Published December 10, 2012
The U.S. Treasury is selling its remaining stake in insurer American International Group Inc (AIG), bringing an end to government ownership of the company about four years after it was rescued from the brink of bankruptcy.
The sale will close the chapter on one of the most politically contentious government rescues and turn a profit for taxpayers, a development once seen as inconceivable.
In a statement on Monday, the Treasury said it launched an underwritten public offering for its remaining 234.2 million shares of common stock.
At Monday's closing share price of $33.36, the stake would be worth some $7.81 billion.
Treasury said that the sale, which is expected to price imminently, would be jointly led by Bank of America Merrill Lynch (BAC), Citigroup (C), Deutsche Bank (DTT) Goldman Sachs (GSC) and JPMorgan Chase & Co (JPM).
Treasury also said it would continue to hold warrants to buy common stock even after the share offering is complete.
In September 2008, AIG was rescued minutes before it would have been forced to file for bankruptcy protection. The massive bailout ultimately totaled $182.5 billion.
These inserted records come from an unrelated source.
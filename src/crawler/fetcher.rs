//! HTTP source for the herbarium site
//!
//! This module handles all HTTP requests for the harvester, including:
//! - Building HTTP clients with proper user agent strings
//! - Politeness delay between requests
//! - Retry with exponential backoff for transient failures
//! - Status classification into ledger error types

use crate::catalog::FragmentKind;
use crate::config::{Config, UserAgentConfig};
use crate::crawler::parser::{parse_fragment, parse_index_page, parse_species_links};
use crate::crawler::politeness::PolitenessGate;
use crate::crawler::source::{
    Discovery, EntityDiscovery, FailureKind, FetchFailure, FragmentFetcher, SpeciesCatalog,
};
use crate::state::{EntityId, FragmentContent};
use crate::HarvestError;
use async_trait::async_trait;
use chrono::{SecondsFormat, Utc};
use reqwest::Client;
use std::time::Duration;
use url::Url;

/// Index pages shorter than this are treated as empty responses
const MIN_INDEX_BODY_LEN: usize = 100;

/// Builds an HTTP client with proper configuration
///
/// # Example
///
/// ```no_run
/// use herbarium_harvest::config::UserAgentConfig;
/// use herbarium_harvest::crawler::build_http_client;
/// use std::time::Duration;
///
/// let config = UserAgentConfig {
///     crawler_name: "HerbariumHarvest".to_string(),
///     crawler_version: "0.1.0".to_string(),
///     contact_url: "https://example.com/about".to_string(),
///     contact_email: "admin@example.com".to_string(),
/// };
///
/// let client = build_http_client(&config, Duration::from_secs(30)).unwrap();
/// ```
pub fn build_http_client(
    config: &UserAgentConfig,
    request_timeout: Duration,
) -> Result<Client, reqwest::Error> {
    Client::builder()
        .user_agent(config.header_value())
        .timeout(request_timeout)
        .connect_timeout(Duration::from_secs(10))
        .gzip(true)
        .brotli(true)
        .build()
}

/// Fetch-and-parse collaborator backed by the live site
///
/// # Retry Logic
///
/// | Condition | Action |
/// |-----------|--------|
/// | HTTP 404 / 403 / 410 | Immediate permanent failure |
/// | HTTP 429 | Retry with backoff, then `rate_limit` |
/// | HTTP 5xx | Retry with backoff, then `server_error` |
/// | Timeout / connection error | Retry with backoff, then `network_error` |
///
/// Backoff starts at `retry-backoff` and doubles per attempt.
pub struct HerbariumClient {
    client: Client,
    base_url: Url,
    gate: PolitenessGate,
    max_retries: u32,
    retry_backoff: Duration,
}

impl HerbariumClient {
    pub fn new(config: &Config) -> Result<Self, HarvestError> {
        let client = build_http_client(
            &config.user_agent,
            Duration::from_secs(config.fetch.request_timeout),
        )?;

        Ok(Self {
            client,
            base_url: normalize_base(&config.site.base_url)?,
            gate: PolitenessGate::new(Duration::from_millis(config.fetch.download_delay)),
            max_retries: config.fetch.max_retries,
            retry_backoff: Duration::from_millis(config.fetch.retry_backoff),
        })
    }

    pub fn base_url(&self) -> &Url {
        &self.base_url
    }

    fn page_url(&self, path: &str) -> Result<Url, FetchFailure> {
        self.base_url.join(path).map_err(|e| {
            FetchFailure::new(FailureKind::NetworkError, format!("Bad URL {}: {}", path, e))
        })
    }

    /// GETs a page, retrying transient failures
    async fn fetch_page(&self, url: &Url) -> Result<String, FetchFailure> {
        let mut attempt = 0;

        loop {
            self.gate.wait_turn().await;
            tracing::debug!("GET {}", url);

            let failure = match self.client.get(url.clone()).send().await {
                Ok(response) => {
                    let status = response.status();
                    if status.is_success() {
                        match response.text().await {
                            Ok(body) => return Ok(body),
                            Err(e) => FetchFailure::new(FailureKind::NetworkError, e.to_string()),
                        }
                    } else {
                        let kind = FailureKind::from_status(status.as_u16())
                            .unwrap_or(FailureKind::ServerError);
                        FetchFailure::new(kind, status_message(status.as_u16()))
                    }
                }
                Err(e) if e.is_timeout() => {
                    FetchFailure::new(FailureKind::NetworkError, "Request timeout")
                }
                Err(e) if e.is_connect() => {
                    FetchFailure::new(FailureKind::NetworkError, "Connection refused")
                }
                Err(e) => FetchFailure::new(FailureKind::NetworkError, e.to_string()),
            };

            if !failure.is_retryable() || attempt >= self.max_retries {
                return Err(failure);
            }

            let backoff = self.retry_backoff.saturating_mul(2u32.saturating_pow(attempt));
            attempt += 1;
            tracing::debug!(
                "{} for {}, retry {}/{} in {:?}",
                failure,
                url,
                attempt,
                self.max_retries,
                backoff
            );
            tokio::time::sleep(backoff).await;
        }
    }
}

#[async_trait]
impl SpeciesCatalog for HerbariumClient {
    async fn list_species(&self) -> Result<Vec<EntityId>, FetchFailure> {
        let url = self.page_url("menu_species.php")?;
        let body = self.fetch_page(&url).await?;

        let ids = parse_species_links(&body, &url);
        tracing::info!("Found {} species in listing", ids.len());
        Ok(ids)
    }
}

#[async_trait]
impl EntityDiscovery for HerbariumClient {
    async fn discover(&self, id: &EntityId) -> Result<Discovery, FetchFailure> {
        let url = self.page_url(&format!("herbarium.php?id={}", id))?;
        let body = self.fetch_page(&url).await?;

        if body.len() < MIN_INDEX_BODY_LEN {
            return Err(FetchFailure::new(
                FailureKind::EmptyResponse,
                "Response body too small",
            ));
        }

        let scraped_at = Utc::now().to_rfc3339_opts(SecondsFormat::Secs, true);
        Ok(parse_index_page(&body, url.as_str(), scraped_at))
    }
}

#[async_trait]
impl FragmentFetcher for HerbariumClient {
    async fn fetch_fragment(
        &self,
        id: &EntityId,
        kind: FragmentKind,
    ) -> Result<FragmentContent, FetchFailure> {
        let url = self.page_url(&format!("{}?id={}", kind.page_path(), id))?;
        let body = self.fetch_page(&url).await?;
        Ok(parse_fragment(kind, &body))
    }
}

/// Ensures the base URL ends with a slash so relative joins stay under it
fn normalize_base(base_url: &str) -> Result<Url, url::ParseError> {
    if base_url.ends_with('/') {
        Url::parse(base_url)
    } else {
        Url::parse(&format!("{}/", base_url))
    }
}

fn status_message(status: u16) -> String {
    match status {
        404 => "Page not found".to_string(),
        403 => "Access forbidden".to_string(),
        410 => "Resource gone".to_string(),
        429 => "Too many requests".to_string(),
        _ => format!("HTTP {}", status),
    }
}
At one point, the government estimated it would never be able to recover all of those funds. But as AIG restructured and returned to viability, it was able to repay the entire rescue plus generate a profit for U.S. taxpayers.
AIG was one of the Treasury Department's most contentious bailouts. U.S. lawmakers began calling for Treasury Secretary Timothy Geithner's resignation after it was revealed that AIG paid $165 million in retention bonuses to employees of a unit that is blamed for destroying the company through investment in risky derivatives.
It prompted Republican lawmaker Charles Grassley to call for AIG executives to resign or commit suicide, though the Iowa senator eventually backtracked from those comments.
The company also funneled over $90 billion of taxpayer money - more than half the funds the government used to rescue AIG - to various European and Wall Street banks, including Goldman Sachs, Deutsche Bank and Barclays Plc (BCS)
Robert Benmosche, the former CEO of MetLife (MET), took over as CEO of AIG in August 2009, replacing Edward Liddy, who had been installed by the U.S. government. He will ultimately get the lion's share of the credit for turning the company around and preventing a fire sale of its assets.
In September, Benmosche said the company may be in a position to consider a dividend by next summer.